A (input) COMPLEX array, dimension (LDA,N)
The upper triangular matrix A in the pair (A,B).
LDA (input) INTEGER
The leading dimension of the array A. LDA >= max(1,N).
B (input) COMPLEX array, dimension (LDB,N)
The upper triangular matrix B in the pair (A, B).
LDB (input) INTEGER
The leading dimension of the array B. LDB >= max(1,N).
VL (input) COMPLEX array, dimension (LDVL,M)
IF JOB = 'E' or 'B', VL must contain left eigenvectors of (A,
B), corresponding to the eigenpairs specified by HOWMNY and
SELECT. The eigenvectors must be stored in consecutive columns
of VL, as returned by CTGEVC. If JOB = 'V', VL is not refer‐
enced.
LDVL (input) INTEGER
The leading dimension of the array VL. LDVL >= 1; and If JOB =
'E' or 'B', LDVL >= N.
VR (input) COMPLEX array, dimension (LDVR,M)

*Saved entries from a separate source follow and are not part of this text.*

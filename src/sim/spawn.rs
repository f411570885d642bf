//! Enemy wave generation

use glam::Vec2;
use rand::Rng;

use super::state::Entity;
use crate::config::GameConfig;

/// Enemies in every wave before the random extra
pub const BASE_WAVE_SIZE: usize = 10;
/// Inclusive range of extra enemies per wave
pub const EXTRA_ENEMIES: std::ops::RangeInclusive<usize> = 1..=5;

/// Spawn rectangle as fractions of the screen
pub const SPAWN_X: (f32, f32) = (0.1, 0.9);
pub const SPAWN_Y: (f32, f32) = (0.1, 0.4);

/// Initial drift, replaced by steering on the first tick
pub const DRIFT_X: f32 = 30.0;
pub const DRIFT_Y: f32 = 20.0;

/// Build a new wave of `BASE_WAVE_SIZE + U{1..=5}` enemies
pub fn spawn_wave(rng: &mut impl Rng, config: &GameConfig) -> Vec<Entity> {
    let count = BASE_WAVE_SIZE + rng.random_range(EXTRA_ENEMIES);
    let (w, h) = (config.width(), config.height());

    (0..count)
        .map(|_| {
            let pos = Vec2::new(
                rng.random_range(w * SPAWN_X.0..=w * SPAWN_X.1),
                rng.random_range(h * SPAWN_Y.0..=h * SPAWN_Y.1),
            );
            let vel = Vec2::new(
                rng.random_range(-DRIFT_X..=DRIFT_X),
                rng.random_range(-DRIFT_Y..=DRIFT_Y),
            );
            Entity::new(pos, config.sprites.enemy).with_velocity(vel)
        })
        .collect()
}
//! Homing steering for enemies

use glam::Vec2;

use super::state::Entity;

/// Point the entity's velocity at `target` with constant `speed`.
///
/// On exact overlap the previous velocity is kept.
pub fn steer_toward(entity: &mut Entity, target: Vec2, speed: f32) {
    let to_target = target - entity.center();
    let distance = to_target.length();
    if distance > 0.0 {
        entity.vel = to_target / distance * speed;
    }
}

IF JOB = 'E' or 'B', VR must contain right eigenvectors of (A,
B), corresponding to the eigenpairs specified by HOWMNY and
SELECT. The eigenvectors must be stored in consecutive columns
of VR, as returned by CTGEVC. If JOB = 'V', VR is not refer‐
enced.
LDVR (input) INTEGER
The leading dimension of the array VR. LDVR >= 1; If JOB = 'E'
or 'B', LDVR >= N.
S (output) REAL array, dimension (MM)
If JOB = 'E' or 'B', the reciprocal condition numbers of the
selected eigenvalues, stored in consecutive elements of the
array. If JOB = 'V', S is not referenced.

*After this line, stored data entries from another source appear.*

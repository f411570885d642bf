//! Tilt sensor movement
//!
//! The sensor's resting bias is measured once at startup and subtracted
//! from every reading afterwards.

use super::{InputError, InputSource, RateSensor, SampleContext};
use crate::config::{InputConfig, Smoothing};

pub struct Tilt {
    sensor: Box<dyn RateSensor>,
    /// Mean stationary reading
    offset: f32,
    sensitivity: f32,
    invert: bool,
    smoothing: Smoothing,
    /// Running average (smoothing mode only)
    smoothed: f32,
}

impl Tilt {
    /// Calibrate against `config.calibration_samples` readings; keep the device still
    pub fn calibrate(mut sensor: Box<dyn RateSensor>, config: &InputConfig) -> Result<Self, InputError> {
        let samples = config.calibration_samples.max(1);
        log::info!("Calibrating tilt sensor over {samples} samples");

        let mut total = 0.0f64;
        for i in 0..samples {
            let reading = sensor
                .read_rate()
                .map_err(|e| InputError::Calibration(format!("sample {i}: {e}")))?;
            total += reading as f64;
        }
        let offset = (total / samples as f64) as f32;
        log::debug!("Tilt calibration offset: {offset}");

        Ok(Self {
            sensor,
            offset,
            sensitivity: config.sensitivity,
            invert: config.invert,
            smoothing: config.smoothing,
            smoothed: 0.0,
        })
    }
}

impl InputSource for Tilt {
    fn name(&self) -> &'static str {
        "tilt"
    }

    fn sample_axis(&mut self, ctx: &SampleContext) -> Result<f32, InputError> {
        let rate = self.sensor.read_rate()? - self.offset;

        let rate = match self.smoothing {
            Smoothing::Off => rate,
            Smoothing::Exponential { weight } => {
                self.smoothed = self.smoothed * weight + rate * (1.0 - weight);
                self.smoothed
            }
        };

        let mut movement = rate * self.sensitivity;
        if self.invert {
            movement = -movement;
        }
        Ok(movement.clamp(-ctx.max_speed, ctx.max_speed))
    }

    fn release(&mut self) {
        self.sensor.release();
    }
}

#[cfg(test)]
mod tests {
    use super::*;
    use crate::input::KeyboardState;
    use crate::input::test_support::{ScriptedSensor, ctx};

    fn config(samples: u32) -> InputConfig {
        InputConfig {
            calibration_samples: samples,
            ..Default::default()
        }
    }

    #[test]
    fn test_calibration_offset_is_mean() {
        let sensor = ScriptedSensor::new([Ok(1.0), Ok(3.0), Ok(2.0), Ok(2.0), Ok(2.0), Ok(7.0)]);
        let mut tilt = Tilt::calibrate(Box::new(sensor), &config(4)).unwrap();
        let keys = KeyboardState::default();
        let c = ctx(&keys, 0.0, true);

        // Resting at the mean reads as still
        assert!(tilt.sample_axis(&c).unwrap().abs() < 1e-6);
        assert!((tilt.sample_axis(&c).unwrap() - 10.0).abs() < 1e-4);
    }

    #[test]
    fn test_axis_scaled_and_clamped() {
        let sensor = ScriptedSensor::new([Ok(5.0), Ok(5.0), Ok(25.0), Ok(500.0), Ok(-500.0)]);
        let mut tilt = Tilt::calibrate(Box::new(sensor), &config(2)).unwrap();
        let keys = KeyboardState::default();
        let c = ctx(&keys, 0.0, true);

        // (25 - 5) * 2.0
        assert!((tilt.sample_axis(&c).unwrap() - 40.0).abs() < 1e-4);
        assert_eq!(tilt.sample_axis(&c).unwrap(), 200.0);
        assert_eq!(tilt.sample_axis(&c).unwrap(), -200.0);
    }

    #[test]
    fn test_invert() {
        let sensor = ScriptedSensor::new([Ok(0.0), Ok(10.0)]);
        let cfg = InputConfig {
            calibration_samples: 1,
            invert: true,
            ..Default::default()
        };
        let mut tilt = Tilt::calibrate(Box::new(sensor), &cfg).unwrap();
        let keys = KeyboardState::default();
        assert!((tilt.sample_axis(&ctx(&keys, 0.0, true)).unwrap() + 20.0).abs() < 1e-4);
    }

    #[test]
    fn test_exponential_smoothing() {
        let sensor = ScriptedSensor::new([Ok(0.0), Ok(10.0), Ok(10.0)]);
        let cfg = InputConfig {
            calibration_samples: 1,
            sensitivity: 1.0,
            smoothing: Smoothing::Exponential { weight: 0.7 },
            ..Default::default()
        };
        let mut tilt = Tilt::calibrate(Box::new(sensor), &cfg).unwrap();
        let keys = KeyboardState::default();
        let c = ctx(&keys, 0.0, true);

        // 0 * 0.7 + 10 * 0.3
        assert!((tilt.sample_axis(&c).unwrap() - 3.0).abs() < 1e-4);
        // 3 * 0.7 + 10 * 0.3
        assert!((tilt.sample_axis(&c).unwrap() - 5.1).abs() < 1e-4);
    }

    #[test]
    fn test_calibration_failure() {
        let sensor = ScriptedSensor::new([Ok(1.0), Err(InputError::Io("bus".to_string()))]);
        let err = Tilt::calibrate(Box::new(sensor), &config(3)).err().unwrap();
        assert!(matches!(err, InputError::Calibration(_)));
    }

    #[test]
    fn test_fire_falls_through_to_keyboard() {
        let mut tilt = Tilt::calibrate(Box::new(ScriptedSensor::constant(0.0)), &config(1)).unwrap();
        let keys = KeyboardState {
            fire: true,
            ..Default::default()
        };
        assert!(tilt.sample_fire(&ctx(&keys, 0.0, true)).unwrap());
    }
}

DIF (output) REAL array, dimension (MM)
If JOB = 'V' or 'B', the estimated reciprocal condition numbers
of the selected eigenvectors, stored in consecutive elements of
the array. If the eigenvalues cannot be reordered to compute
DIF(j), DIF(j) is set to 0; this can only occur when the true
value would be very small anyway. For each eigenvalue/vector
specified by SELECT, DIF stores a Frobenius norm-based estimate
of Difl. If JOB = 'E', DIF is not referenced.
MM (input) INTEGER
The number of elements in the arrays S and DIF. MM >= M.
M (output) INTEGER
The number of elements of the arrays S and DIF used to store
the specified condition numbers; for each selected eigenvalue
one element is used. If HOWMNY = 'A', M is set to N.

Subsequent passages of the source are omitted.